Sensor Data Structure

Data Format

We store the data separately for each sensor (camera, LiDAR and radar). Besides these sensors we also provide ego motion, calibration data, autogenerated (non-GT) machine labels, and other metadata.

Because of the significant size of this dataset, we provide all features (sensor data and autolabels) in chunks of up to 100 clips each. The exception to this chunking is clip-level metadata which we intend for researchers to use to identify which subset of chunks they are interested in downloading according to their target application. Significant storage space and bandwidth savings may be achieved by downloading only chunks corresponding to a subset of sensors, country of collection, dataset split, etc.

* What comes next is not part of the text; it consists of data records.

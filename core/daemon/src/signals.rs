//! Shutdown interception.
//!
//! SIGTERM, SIGINT and SIGHUP only set a flag. A watcher thread turns the
//! flag into a `ShutdownRequested` event and lets the process exit once the
//! controller acknowledges, or once the hard grace period runs out.

use crossbeam_channel::Sender;
use fs_err as fs;
use std::path::PathBuf;
use std::sync::atomic::{AtomicBool, Ordering};
use std::thread;
use std::time::Duration;
use tracing::{error, info, warn};
use tracing_appender::non_blocking::WorkerGuard;

use sessionclean_core::{ControlEvent, ShutdownAck};

const POLL_INTERVAL: Duration = Duration::from_millis(100);

static SHUTDOWN_REQUESTED: AtomicBool = AtomicBool::new(false);

extern "C" fn on_shutdown_signal(_signal: libc::c_int) {
    SHUTDOWN_REQUESTED.store(true, Ordering::SeqCst);
}

pub fn install() -> Result<(), String> {
    for signal in [libc::SIGTERM, libc::SIGINT, libc::SIGHUP] {
        // SAFETY: the handler only performs an atomic store, which is
        // async-signal-safe.
        let previous = unsafe { libc::signal(signal, on_shutdown_signal as libc::sighandler_t) };
        if previous == libc::SIG_ERR {
            return Err(format!(
                "Failed to install handler for signal {}: {}",
                signal,
                std::io::Error::last_os_error()
            ));
        }
    }
    Ok(())
}

/// Spawns the thread that forwards an intercepted signal to the controller.
///
/// `grace` bounds how long the process waits for the acknowledgement; it
/// should exceed the review timeout so the timeout fallback gets to run.
/// `log_guard` is dropped before exiting so the file log is flushed.
pub fn spawn_shutdown_watcher(
    control: Sender<ControlEvent>,
    grace: Duration,
    socket_path: PathBuf,
    log_guard: Option<WorkerGuard>,
) {
    thread::spawn(move || {
        while !SHUTDOWN_REQUESTED.load(Ordering::SeqCst) {
            thread::sleep(POLL_INTERVAL);
        }
        info!("Shutdown signal received; requesting final review");

        let code = match request_shutdown(&control, grace) {
            Ok(ShutdownAck::Proceed) => {
                info!("Session closed; shutting down");
                0
            }
            Ok(ShutdownAck::Abort(reason)) => {
                warn!(reason = %reason, "Final writes failed; session left open for resume");
                1
            }
            Err(err) => {
                error!(error = %err, "No shutdown acknowledgement; exiting anyway");
                1
            }
        };

        let _ = control.send(ControlEvent::Stop);
        if let Err(err) = fs::remove_file(&socket_path) {
            if err.kind() != std::io::ErrorKind::NotFound {
                warn!(error = %err, "Failed to remove daemon socket");
            }
        }
        drop(log_guard);
        std::process::exit(code);
    });
}

fn request_shutdown(control: &Sender<ControlEvent>, grace: Duration) -> Result<ShutdownAck, String> {
    let (ack, acked) = crossbeam_channel::bounded(1);
    control
        .send_timeout(ControlEvent::ShutdownRequested { ack }, grace)
        .map_err(|err| format!("controller did not accept shutdown request: {}", err))?;
    acked
        .recv_timeout(grace)
        .map_err(|err| format!("controller did not acknowledge shutdown: {}", err))
}
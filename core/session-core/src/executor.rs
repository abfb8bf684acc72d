//! Applies a review's decisions.
//!
//! Deletion always goes through the platform trash, never a permanent
//! unlink. A file that cannot be trashed is kept and its reason recorded;
//! the rest of the batch still runs. Each record's terminal status is
//! committed before `apply` returns, and a store failure stops the batch.

use std::collections::HashMap;
use std::path::Path;

use crate::error::Result;
use crate::store::Store;
use crate::types::{
    path_key, ApplyOutcome, ApplyReport, Decision, DecisionBatch, FileOutcome, FileRecord,
    RecordStatus,
};

/// Moves a path to the recycle bin / trash.
pub trait Trash: Send + Sync {
    fn move_to_trash(&self, path: &Path) -> std::result::Result<(), String>;
}

/// The platform trash via the `trash` crate.
#[derive(Debug, Clone, Copy, Default)]
pub struct SystemTrash;

impl Trash for SystemTrash {
    fn move_to_trash(&self, path: &Path) -> std::result::Result<(), String> {
        trash::delete(path).map_err(|err| err.to_string())
    }
}

pub fn apply(
    store: &Store,
    session_id: &str,
    batch: &DecisionBatch,
    trash: &dyn Trash,
) -> Result<ApplyReport> {
    let mut candidates: HashMap<String, FileRecord> = store
        .list_records(session_id, Some(RecordStatus::Pending))?
        .into_iter()
        .filter(FileRecord::is_candidate)
        .map(|record| (record.key(), record))
        .collect();

    let mut report = ApplyReport {
        session_id: session_id.to_string(),
        round: batch.round,
        outcomes: Vec::with_capacity(batch.decisions.len().max(candidates.len())),
    };

    for (path, decision) in &batch.decisions {
        let Some(record) = candidates.remove(&path_key(path)) else {
            tracing::warn!(path = %path.display(), "Decision for a path that is not a candidate");
            report.outcomes.push(FileOutcome {
                path: path.clone(),
                outcome: ApplyOutcome::Skipped,
            });
            continue;
        };

        let outcome = match decision {
            Decision::Keep => {
                store.mark_status(session_id, &record.path, RecordStatus::Kept, None)?;
                ApplyOutcome::Skipped
            }
            Decision::Delete => match trash.move_to_trash(&record.path) {
                Ok(()) => {
                    store.mark_status(session_id, &record.path, RecordStatus::Deleted, None)?;
                    tracing::info!(path = %record.path.display(), "Moved to trash");
                    ApplyOutcome::Deleted
                }
                Err(reason) => {
                    tracing::warn!(
                        path = %record.path.display(),
                        reason = %reason,
                        "Failed to move file to trash; keeping it"
                    );
                    store.mark_status(
                        session_id,
                        &record.path,
                        RecordStatus::Kept,
                        Some(&reason),
                    )?;
                    ApplyOutcome::Failed { reason }
                }
            },
        };
        report.outcomes.push(FileOutcome {
            path: record.path,
            outcome,
        });
    }

    // Undecided candidates default to keep.
    let mut undecided: Vec<FileRecord> = candidates.into_values().collect();
    undecided.sort_by(|a, b| a.path.cmp(&b.path));
    for record in undecided {
        store.mark_status(session_id, &record.path, RecordStatus::Kept, None)?;
        report.outcomes.push(FileOutcome {
            path: record.path,
            outcome: ApplyOutcome::Skipped,
        });
    }

    tracing::info!(
        session_id = %session_id,
        round = batch.round,
        deleted = report.deleted(),
        failed = report.failed(),
        skipped = report.skipped(),
        "Applied review decisions"
    );
    Ok(report)
}
/// Authentication utilities
///
/// This module provides the authentication primitives for TaskDesk:
///
/// # Modules
///
/// - [`password`]: Argon2id password hashing and verification
/// - [`token`]: Access token generation and validation
///
/// Token issuance endpoints live outside this service; the token module is
/// the seam the external issuer and the test suite share with the API's
/// request authentication.
///
/// # Example
///
/// ```
/// use taskdesk_shared::auth::password::{hash_password, verify_password};
/// use taskdesk_shared::auth::token::{create_token, validate_token};
///
/// # fn example() -> Result<(), Box<dyn std::error::Error>> {
/// // Password authentication
/// let hash = hash_password("user_password")?;
/// assert!(verify_password("user_password", &hash)?);
///
/// // Access token for account id 1
/// let token = create_token(1, "secret-key")?;
/// let claims = validate_token(&token, "secret-key")?;
/// assert_eq!(claims.sub, 1);
/// # Ok(())
/// # }
/// # example().unwrap();
/// ```

pub mod password;
pub mod token;
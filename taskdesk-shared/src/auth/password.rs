/// Password hashing module using Argon2id
///
/// Passwords are stored only as salted Argon2id hashes in PHC string format;
/// the plaintext never reaches the database. Hashing happens on account
/// creation and on credential updates, so the library default parameters
/// (Argon2id v19) are used as-is.
///
/// # Example
///
/// ```
/// use taskdesk_shared::auth::password::{hash_password, verify_password};
///
/// # fn example() -> Result<(), Box<dyn std::error::Error>> {
/// let password = "super_secret_password_123";
/// let hash = hash_password(password)?;
///
/// assert!(verify_password(password, &hash)?);
/// assert!(!verify_password("wrong_password", &hash)?);
/// # Ok(())
/// # }
/// # example().unwrap();
/// ```
use argon2::{
    password_hash::{rand_core::OsRng, PasswordHash, PasswordHasher, PasswordVerifier, SaltString},
    Argon2,
};

/// Error type for password hashing operations
#[derive(Debug, thiserror::Error)]
pub enum PasswordError {
    /// Failed to hash password
    #[error("Failed to hash password: {0}")]
    HashError(String),

    /// Failed to verify password
    #[error("Failed to verify password: {0}")]
    VerifyError(String),

    /// Invalid password hash format
    #[error("Invalid password hash format: {0}")]
    InvalidHash(String),
}

/// Hashes a password using Argon2id with a freshly generated random salt
///
/// # Returns
///
/// PHC string format hash (includes algorithm, parameters, salt, and hash):
///
/// ```text
/// $argon2id$v=19$m=19456,t=2,p=1$c2FsdHNhbHRzYWx0$hash...
/// ```
///
/// # Errors
///
/// Returns `PasswordError::HashError` if hashing fails
pub fn hash_password(password: &str) -> Result<String, PasswordError> {
    // Random salt from the OS RNG; parameters are embedded in the output
    let salt = SaltString::generate(&mut OsRng);
    let argon2 = Argon2::default();

    let password_hash = argon2
        .hash_password(password.as_bytes(), &salt)
        .map_err(|e| PasswordError::HashError(format!("Hash generation failed: {}", e)))?;

    Ok(password_hash.to_string())
}

/// Verifies a password against a stored hash
///
/// # Returns
///
/// `Ok(true)` if the password matches, `Ok(false)` if it doesn't
///
/// # Errors
///
/// Returns `PasswordError::InvalidHash` if the stored hash cannot be parsed,
/// `PasswordError::VerifyError` for other verification failures.
pub fn verify_password(password: &str, hash: &str) -> Result<bool, PasswordError> {
    let parsed_hash = PasswordHash::new(hash)
        .map_err(|e| PasswordError::InvalidHash(format!("Failed to parse hash: {}", e)))?;

    let argon2 = Argon2::default();

    match argon2.verify_password(password.as_bytes(), &parsed_hash) {
        Ok(_) => Ok(true),
        Err(argon2::password_hash::Error::Password) => Ok(false), // Wrong password
        Err(e) => Err(PasswordError::VerifyError(format!(
            "Verification failed: {}",
            e
        ))),
    }
}

#[cfg(test)]
mod tests {
    use super::*;

    #[test]
    fn test_hash_password_is_argon2id_phc() {
        let hash = hash_password("test_password_123").expect("Hash should succeed");

        assert!(hash.starts_with("$argon2id$"));
        assert!(hash.contains("v=19"));
    }

    #[test]
    fn test_hash_password_produces_different_salts() {
        let password = "same_password";

        let hash1 = hash_password(password).expect("Hash 1 should succeed");
        let hash2 = hash_password(password).expect("Hash 2 should succeed");

        // Different salts = different hashes
        assert_ne!(hash1, hash2);
    }

    #[test]
    fn test_verify_password_correct() {
        let password = "correct_password";
        let hash = hash_password(password).expect("Hash should succeed");

        let result = verify_password(password, &hash).expect("Verify should succeed");
        assert!(result, "Correct password should verify");
    }

    #[test]
    fn test_verify_password_incorrect() {
        let password = "correct_password";
        let hash = hash_password(password).expect("Hash should succeed");

        let result = verify_password("wrong_password", &hash).expect("Verify should succeed");
        assert!(!result, "Wrong password should not verify");
    }

    #[test]
    fn test_verify_password_invalid_hash() {
        let result = verify_password("password", "invalid_hash");
        assert!(result.is_err(), "Invalid hash should return error");
    }

    #[test]
    fn test_hash_verify_roundtrip() {
        let passwords = vec![
            "simple",
            "with spaces",
            "with-special-chars!@#$%",
            "unicode-密码-パスワード",
        ];

        for password in passwords {
            let hash = hash_password(password).expect("Hash should succeed");
            let verified = verify_password(password, &hash).expect("Verify should succeed");
            assert!(verified, "Password '{}' should verify", password);
        }
    }
}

A python developer kit to support such workflows and additional data format documentation is available at https://github.com/NVlabs/physical_ai_av.

Sensor Data Organization

We detail the general data file organization. Specific schema descriptions within the parquet files are maintained within the Physical AI python library wiki here:

https://github.com/NVlabs/physical_ai_av/wiki

Camera Data

This sensor captures visual RGB data (i.e., videos) from multiple viewpoints around the vehicle. In our dataset the following seven cameras are included:

Cross left 120 fov
Cross right 120 fov
Front wide 120 fov
Front tele 30 fov
Rear left 70 fov
Rear right 70 fov
Rear tele 30 fov

Directory structure

camera/
├─ camera_front_wide_120fov/
│  ├─ camera_front_wide_120fov.chunk_0000.zip  
│  └─ ...
└─ camera_cross_left_120fov/
└─ ...

Each chunk_xxxx.zip contains approximately 100 1080p mp4 files recorded at 30fps. Each mp4 will be named <clip_uuid>.camera_<field_of_view>.mp4. Users can use this UUID to map across different corresponding views and sensors (provided there is coverage) under the designated sensor directories. The chunks also contain frame timestamps parquets corresponding to the camera mp4 files with a UUID tag in the name.

LiDAR Data

This directory contains 3D point cloud data recorded using a top 360 degree rotating LiDAR.

├─ lidar/
     └─ lidar_top_360fov/
            ├─ lidar_top_360fov.chunk_0000.zip
            ├─ ...
            └─ lidar_top_360fov.chunk_XXXX.zip

Inside lidar_top_360fov.chunk_0000.zip, there are approximately 100 lidar parquet files. Each parquet will be named <clip_uuid>.lidar_top360_fov.parquet and contains approximately 200 lidar spins (i.e. 10Hz capture rate for a 20sec clip).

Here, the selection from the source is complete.